The BIGSSS Best Paper Awards 2023, endowed with €500 each, go to Michael Richter and Jelisaveta Belić. Congratulations to both!

Michael Richter received this year's single-authored Best Paper Award for his paper on “The Diversity of Actors in Reform Backsliding and Its Containment in the Ukrainian Hybrid Regime.” The paper was published in Politics and Governance this year. See below for the abstract.

Jelisaveta Belić received this year's Best Co-Authored Paper Award for the article “Perceived Value Similarity With Important Others: Well-Being Implications for Emerging Adults”, which is co-authored with Mandy Boehnke and Klaus Boehnke. The papaer was published in Frontiers in Psychology in 2022. See below for the abstract.

The awards were presented at the BIGSSS Meeting of Members on May 17, 2023. This year’s selection committee was composed of Ulrich Kühnen (chair), Sonja Drobnič, Sebastian Haunss, Dora Simunovic, Tanya Keni, and Henriette Bering. On behalf of the selection committee, Dora Simunoviv together with Tanya Keni held the laudatory speech for Michael and Ulrich Kühnen for Jelisaveta Belić all honoring their achievements, excellent pieces of research, their relevance and significant contribution!

 

Abstracts

Richter, M. M. (2022): The Diversity of Actors in Reform Backsliding and Its Containment in the Ukrainian Hybrid Regime. In Politics and Governance 11 (1).

Numerous studies on democratic backsliding mostly focus on the state executive as a driving force. In contrast, the analysis presented here highlights the role of vested interests as the main actors behind backsliding processes in hybrid regimes. In a focused case study of anti‐corruption reforms in Ukraine, this contribution analyses the initiation of backsliding by these actors through their influence on nominally independent branches of power as well as the subtle takeover of the legislative repair process that followed. The case study is based on original semi‐structured expert interviews and document analysis. The main argument is that the distinct role played by the state executive also substantially changes the interaction between the actors involved. For the case of Ukraine, the study shows that the leverage of Western organisations in conjunction with the expertise and swift reaction of Ukrainian civil society organisations constitute a necessary precondition for the containment of backsliding attempts.

 

Belic, J.; Boehnke, M.; Boehnke, K. (2022): Perceived Value Similarity With Important Others: Well-Being Implications for Emerging Adults. In Frontiers in psychology 13, p. 716952.
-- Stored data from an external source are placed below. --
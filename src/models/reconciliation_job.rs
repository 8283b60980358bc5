//! Reconciliation run with aggregate counters.

use std::fmt;
use std::str::FromStr;

use sea_orm::ActiveModelBehavior;
use sea_orm::entity::prelude::*;
use sea_orm::prelude::DateTimeWithTimeZone;
use serde::{Deserialize, Serialize};
use utoipa::ToSchema;
use uuid::Uuid;

#[derive(Clone, Debug, PartialEq, DeriveEntityModel)]
#[sea_orm(table_name = "reconciliation_jobs")]
pub struct Model {
    #[sea_orm(primary_key, auto_increment = false)]
    pub id: Uuid,
    pub tenant_id: Uuid,
    pub connection_id: Uuid,
    /// See [`ReconciliationType`]
    pub reconciliation_type: String,
    /// `pending`, `running`, `completed` or `failed`
    pub status: String,
    pub dry_run: bool,
    pub auto_repair: bool,
    pub total_checked: i64,
    pub matched: i64,
    pub mismatched: i64,
    pub missing_internal: i64,
    pub missing_external: i64,
    pub repaired: i64,
    pub failed_repairs: i64,
    pub triggered_by: String,
    pub error_message: Option<String>,
    pub started_at: Option<DateTimeWithTimeZone>,
    pub completed_at: Option<DateTimeWithTimeZone>,
    pub created_at: DateTimeWithTimeZone,
}

impl Model {
    pub fn counts(&self) -> ReconciliationCounts {
        ReconciliationCounts {
            total_checked: self.total_checked,
            matched: self.matched,
            mismatched: self.mismatched,
            missing_internal: self.missing_internal,
            missing_external: self.missing_external,
            repaired: self.repaired,
            failed_repairs: self.failed_repairs,
        }
    }
}

#[derive(Copy, Clone, Debug, EnumIter, DeriveRelation)]
pub enum Relation {
    #[sea_orm(has_many = "super::discrepancy::Entity")]
    Discrepancy,
}

impl Related<super::discrepancy::Entity> for Entity {
    fn to() -> RelationDef {
        Relation::Discrepancy.def()
    }
}

impl ActiveModelBehavior for ActiveModel {}

#[derive(Debug, Clone, Copy, PartialEq, Eq, Serialize, Deserialize, ToSchema)]
#[serde(rename_all = "lowercase")]
pub enum ReconciliationType {
    Inventory,
    Products,
    Orders,
    Full,
}

impl ReconciliationType {
    pub fn as_str(&self) -> &'static str {
        match self {
            ReconciliationType::Inventory => "inventory",
            ReconciliationType::Products => "products",
            ReconciliationType::Orders => "orders",
            ReconciliationType::Full => "full",
        }
    }
}

impl fmt::Display for ReconciliationType {
    fn fmt(&self, f: &mut fmt::Formatter<'_>) -> fmt::Result {
        f.write_str(self.as_str())
    }
}

impl FromStr for ReconciliationType {
    type Err = String;

    fn from_str(value: &str) -> Result<Self, Self::Err> {
        match value {
            "inventory" => Ok(ReconciliationType::Inventory),
            "products" => Ok(ReconciliationType::Products),
            "orders" => Ok(ReconciliationType::Orders),
            "full" => Ok(ReconciliationType::Full),
            other => Err(format!("unknown reconciliation type: {other}")),
        }
    }
}

pub const STATUS_PENDING: &str = "pending";
pub const STATUS_RUNNING: &str = "running";
pub const STATUS_COMPLETED: &str = "completed";
pub const STATUS_FAILED: &str = "failed";

/// Aggregate counters for a run.
#[derive(Debug, Clone, Copy, Default, PartialEq, Eq, Serialize, Deserialize, ToSchema)]
pub struct ReconciliationCounts {
    pub total_checked: i64,
    pub matched: i64,
    pub mismatched: i64,
    pub missing_internal: i64,
    pub missing_external: i64,
    pub repaired: i64,
    pub failed_repairs: i64,
}

impl ReconciliationCounts {
    pub fn merge(&mut self, other: &ReconciliationCounts) {
        self.total_checked += other.total_checked;
        self.matched += other.matched;
        self.mismatched += other.mismatched;
        self.missing_internal += other.missing_internal;
        self.missing_external += other.missing_external;
        self.repaired += other.repaired;
        self.failed_repairs += other.failed_repairs;
    }
}

/// API view of a reconciliation run.
#[derive(Debug, Clone, Serialize, Deserialize, ToSchema)]
pub struct ReconciliationJobInfo {
    pub id: Uuid,
    pub connection_id: Uuid,
    #[schema(example = "inventory")]
    pub reconciliation_type: String,
    #[schema(example = "completed")]
    pub status: String,
    pub dry_run: bool,
    pub auto_repair: bool,
    pub counts: ReconciliationCounts,
    pub triggered_by: String,
    pub error_message: Option<String>,
    pub started_at: Option<String>,
    pub completed_at: Option<String>,
    pub created_at: String,
}

impl From<Model> for ReconciliationJobInfo {
    fn from(model: Model) -> Self {
        Self {
            counts: model.counts(),
            id: model.id,
            connection_id: model.connection_id,
            reconciliation_type: model.reconciliation_type,
            status: model.status,
            dry_run: model.dry_run,
            auto_repair: model.auto_repair,
            triggered_by: model.triggered_by,
            error_message: model.error_message,
            started_at: model.started_at.map(|dt| dt.to_rfc3339()),
            completed_at: model.completed_at.map(|dt| dt.to_rfc3339()),
            created_at: model.created_at.to_rfc3339(),
        }
    }
}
Emerging adults establish, question, and reestablish their values within the most diverse social contexts. Every social context privileges expressing certain values and/or punishes expressing conflicting ones. This makes a similarity between one’s own values and those preferred in one’s life contexts psychologically desirable (person–environment fit). This study focuses on the similarity of individuals’ values with the perceived values of important others from five immediate social contexts, namely, family, friends, intimate partner, study group, and work group, and their relationship with life satisfaction. The sample consisted of emerging adults from Serbia interacting with the five mentioned contexts (N = 479). A mobile app with a game-like survey was launched to collect the data. The data indicated a positive association between life satisfaction and perceived value similarity with one’s family and with one’s intimate partner. Value similarity with friends and study and work colleagues emerged as insignificant. Identity centrality and the general importance of the immediate social contexts were studied as possible moderators. Identity centrality showed no moderation effect, whereas general importance of the intimate partner did: High importance of the intimate partner decreased the positive effect of value similarity on well-being.